Summary: New research shows the human body can anticipate the timing of regular meals. The study also indicates that daily blood-glucose rhythms are influenced by both when and how much we eat.
Source: University of Surrey
Researchers at the University of Surrey report that the human body appears to predict regular mealtimes, and that meal size as well as meal timing can shape daily blood-glucose patterns.
In a first-of-its-kind human study, a team led by Professor Jonathan D. Johnston examined whether the circadian system can anticipate large meals. Circadian rhythms are daily physiological cycles, including metabolic processes, that are typically synchronized with environmental cues such as light and dark.
Previous work demonstrating food anticipation has largely come from animal studies, leaving uncertainty about whether human physiology can similarly predict when food will be available. This new controlled human study addresses that gap by testing whether predictable meal patterns alter glucose rhythms and subjective hunger.
Professor Johnston, Chair of Chronobiology and Integrative Physiology, explained, “People often feel hungry around the same times each day, but it was unclear how much of that is driven by biological rhythms rather than habit. Our results suggest metabolic systems can be trained to expect food at particular times, and that meal size helps shape those anticipatory signals.”
Twenty-four healthy male volunteers completed an eight-day laboratory protocol with tightly controlled sleep–wake cycles, light exposure, and meal schedules. For six days, half the participants received frequent small meals every hour during waking hours, while the other half ate two large meals each day, timed at 7.5 and 14.5 hours after waking.
Following this six-day feeding phase, all participants entered a 37-hour constant routine in which they received identical small meals hourly. This constant routine is a standard method used to reveal internal circadian signals independent of external behaviors. Interstitial glucose was measured every 15 minutes throughout the study. Participants also rated their hunger hourly during waking hours on days two, four, and six, and then hourly during the final 37 hours.

During the initial six-day feeding schedules, participants in the small-meal group showed a rise in glucose after waking that persisted through the day until it fell after their last meal. In contrast, the large-meal group also experienced a morning glucose rise but then showed a gradual decline in glucose levels in the hours leading up to their first large meal.
When all participants switched to the identical hourly small meals during the 37-hour constant routine, everyone showed an early morning rise in glucose on waking. However, participants previously on the two-meal pattern displayed a decline in glucose before the time they had been trained to expect a large meal, despite not receiving that large meal during the routine. Participants accustomed to hourly small meals continued to show the daytime glucose rise characteristic of their prior pattern.

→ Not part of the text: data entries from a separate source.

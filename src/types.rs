//! Core data model types.
//!
//! A [`Schema`] is inferred per input file and describes every column with a [`SchemaType`].
//! Rows flowing through the pipeline are slices of typed [`Value`]s in schema order, and rule
//! literals are carried as [`TypedScalar`]s after casting.

use std::cmp::Ordering;
use std::fmt;

use chrono::NaiveDate;
use serde::{Deserialize, Serialize};

/// Date format used for inference, casting and output rendering.
pub const DATE_FORMAT: &str = "%Y-%m-%d";

/// Logical type of a column.
#[derive(Debug, Clone, Copy, PartialEq, Eq, Hash, Serialize, Deserialize)]
#[serde(rename_all = "snake_case")]
pub enum SchemaType {
    /// 64-bit signed integer.
    Integer,
    /// 64-bit floating point number.
    Float,
    /// Boolean.
    Boolean,
    /// UTF-8 string.
    Text,
    /// Calendar date (`YYYY-MM-DD`).
    Date,
    /// No non-empty value was seen in the inference sample.
    Unknown,
}

impl fmt::Display for SchemaType {
    fn fmt(&self, f: &mut fmt::Formatter<'_>) -> fmt::Result {
        let s = match self {
            Self::Integer => "integer",
            Self::Float => "float",
            Self::Boolean => "boolean",
            Self::Text => "text",
            Self::Date => "date",
            Self::Unknown => "unknown",
        };
        f.write_str(s)
    }
}

/// A single named, typed column in a [`Schema`].
#[derive(Debug, Clone, PartialEq, Eq, Serialize, Deserialize)]
pub struct Field {
    /// Column name (CSV header).
    pub name: String,
    /// Inferred type.
    pub data_type: SchemaType,
}

impl Field {
    /// Create a new field.
    pub fn new(name: impl Into<String>, data_type: SchemaType) -> Self {
        Self {
            name: name.into(),
            data_type,
        }
    }
}

/// Ordered column name → type mapping.
#[derive(Debug, Clone, PartialEq, Eq, Default, Serialize, Deserialize)]
pub struct Schema {
    /// Ordered list of fields.
    pub fields: Vec<Field>,
}

impl Schema {
    /// Create a new schema from fields.
    pub fn new(fields: Vec<Field>) -> Self {
        Self { fields }
    }

    /// Iterate field names in order.
    pub fn field_names(&self) -> impl Iterator<Item = &str> {
        self.fields.iter().map(|f| f.name.as_str())
    }

    /// Returns the index of a field by name, if present.
    pub fn index_of(&self, name: &str) -> Option<usize> {
        self.fields.iter().position(|f| f.name == name)
    }

    /// Returns the type of a field by name, if present.
    pub fn type_of(&self, name: &str) -> Option<SchemaType> {
        self.fields
            .iter()
            .find(|f| f.name == name)
            .map(|f| f.data_type)
    }

    /// Number of columns.
    pub fn len(&self) -> usize {
        self.fields.len()
    }

    /// Returns `true` when the schema has no columns.
    pub fn is_empty(&self) -> bool {
        self.fields.is_empty()
    }
}

/// A single typed cell.
#[derive(Debug, Clone, PartialEq)]
pub enum Value {
    /// Missing/empty value.
    Null,
    /// 64-bit signed integer.
    Integer(i64),
    /// 64-bit float.
    Float(f64),
    /// Boolean.
    Boolean(bool),
    /// UTF-8 string.
    Text(String),
    /// Calendar date.
    Date(NaiveDate),
}

impl Value {
    /// Returns `true` for [`Value::Null`].
    pub fn is_null(&self) -> bool {
        matches!(self, Self::Null)
    }
}

impl fmt::Display for Value {
    /// Renders the value the way it is written to CSV output (`Null` is empty).
    fn fmt(&self, f: &mut fmt::Formatter<'_>) -> fmt::Result {
        match self {
            Self::Null => Ok(()),
            Self::Integer(v) => write!(f, "{v}"),
            // Debug keeps the trailing `.0` on integral floats.
            Self::Float(v) => write!(f, "{v:?}"),
            Self::Boolean(v) => write!(f, "{v}"),
            Self::Text(v) => f.write_str(v),
            Self::Date(v) => write!(f, "{}", v.format(DATE_FORMAT)),
        }
    }
}

/// A rule literal after casting into its column type.
#[derive(Debug, Clone, PartialEq)]
pub enum TypedScalar {
    Integer(i64),
    Float(f64),
    Boolean(bool),
    Text(String),
    Date(NaiveDate),
}

impl fmt::Display for TypedScalar {
    fn fmt(&self, f: &mut fmt::Formatter<'_>) -> fmt::Result {
        match self {
            Self::Integer(v) => write!(f, "{v}"),
            Self::Float(v) => write!(f, "{v:?}"),
            Self::Boolean(v) => write!(f, "{v}"),
            Self::Text(v) => f.write_str(v),
            Self::Date(v) => write!(f, "{}", v.format(DATE_FORMAT)),
        }
    }
}

impl TypedScalar {
    /// Compares a non-null cell against this literal.
    ///
    /// Integer/float pairs are compared numerically. A text cell is compared against the
    /// literal's textual rendering. Any other mixed pair is unordered (`None`).
    pub fn compare_cell(&self, cell: &Value) -> Option<Ordering> {
        match (cell, self) {
            (Value::Integer(a), TypedScalar::Integer(b)) => Some(a.cmp(b)),
            (Value::Integer(a), TypedScalar::Float(b)) => (*a as f64).partial_cmp(b),
            (Value::Float(a), TypedScalar::Integer(b)) => a.partial_cmp(&(*b as f64)),
            (Value::Float(a), TypedScalar::Float(b)) => a.partial_cmp(b),
            (Value::Boolean(a), TypedScalar::Boolean(b)) => Some(a.cmp(b)),
            (Value::Date(a), TypedScalar::Date(b)) => Some(a.cmp(b)),
            (Value::Text(a), TypedScalar::Text(b)) => Some(a.as_str().cmp(b.as_str())),
            (Value::Text(a), other) => Some(a.as_str().cmp(other.to_string().as_str())),
            _ => None,
        }
    }
}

Subjective hunger measures mirrored these metabolic trends: people who had been eating two large meals reported a pronounced increase in hunger before their expected meal times and a sharp drop after those times passed, even when the meal did not occur.
Professor Johnston noted that these results point to a physiological drive that prepares the body for predictable food intake. Rather than a purely psychological habit, the body appears rhythmically programmed to anticipate food availability, particularly when meals have been regular and restricted in timing.
About this circadian rhythm and metabolism research news
Author: Press Office, University of Surrey
Source: University of Surrey
Contact: Press Office – University of Surrey
Image: The image is in the public domain
Original Research: Open access. “Human glucose rhythms and subjective hunger anticipate meal timing” by Jonathan D. Johnston et al. Current Biology.
Abstract
Human glucose rhythms and subjective hunger anticipate meal timing
Highlights
- Glucose levels decrease in anticipation of a predictable large afternoon meal.
- Under constant conditions, glucose reaches a low point at times corresponding to previous large meals.
- Hunger ratings in the constant routine anticipate prior large-meal times.
- Melatonin rhythms remain unchanged by meal pattern.
Summary
This controlled laboratory study demonstrates that human circadian and metabolic systems are influenced by habitual feeding schedules. Timing and size of meals shape daily glucose rhythms and subjective hunger patterns.
Over six days, distinct feeding patterns—either frequent small meals or two larger meals—produced different glucose trajectories across the day, despite no overall change in average 24-hour glucose between groups. When tested under a constant routine that removes behavioral and environmental cues, participants previously on a two-meal schedule showed glucose and hunger changes timed to their habitual meal times, indicating an internal anticipatory mechanism.
These findings support the concept of human food anticipation: metabolic and subjective signals can align with predictable patterns of food availability. The data highlight how meal regularity and size interact with circadian biology, with implications for understanding appetite regulation, glucose control, and the timing of eating in daily life.